Tally the lines below that include the string "ReactivationCandidate". Reply with the total only.

= = = = = = =

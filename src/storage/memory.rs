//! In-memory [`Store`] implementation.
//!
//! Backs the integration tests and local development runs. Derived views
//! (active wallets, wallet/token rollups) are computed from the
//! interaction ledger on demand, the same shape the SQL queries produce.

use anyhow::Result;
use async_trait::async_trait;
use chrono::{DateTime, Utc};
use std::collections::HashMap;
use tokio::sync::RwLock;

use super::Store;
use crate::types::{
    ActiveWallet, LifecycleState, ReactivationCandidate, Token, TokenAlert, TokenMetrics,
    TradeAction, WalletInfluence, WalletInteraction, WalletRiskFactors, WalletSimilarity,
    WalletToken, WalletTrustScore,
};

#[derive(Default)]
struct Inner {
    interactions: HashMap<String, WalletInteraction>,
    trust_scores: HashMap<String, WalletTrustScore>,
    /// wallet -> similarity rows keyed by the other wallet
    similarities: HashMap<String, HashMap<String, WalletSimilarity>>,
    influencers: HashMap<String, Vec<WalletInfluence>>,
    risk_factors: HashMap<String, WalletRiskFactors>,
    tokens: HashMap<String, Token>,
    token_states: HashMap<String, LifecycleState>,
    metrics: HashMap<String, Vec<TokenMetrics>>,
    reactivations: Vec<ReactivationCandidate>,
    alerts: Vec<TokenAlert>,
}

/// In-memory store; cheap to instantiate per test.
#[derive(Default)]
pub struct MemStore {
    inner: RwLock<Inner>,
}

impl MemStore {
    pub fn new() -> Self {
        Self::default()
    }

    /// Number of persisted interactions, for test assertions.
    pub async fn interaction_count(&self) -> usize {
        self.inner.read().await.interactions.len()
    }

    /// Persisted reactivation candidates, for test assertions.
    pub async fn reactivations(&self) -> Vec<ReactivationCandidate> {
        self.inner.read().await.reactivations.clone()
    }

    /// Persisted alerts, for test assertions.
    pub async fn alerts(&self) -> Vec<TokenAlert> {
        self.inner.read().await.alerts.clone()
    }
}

= = = = = = =

Solution:
3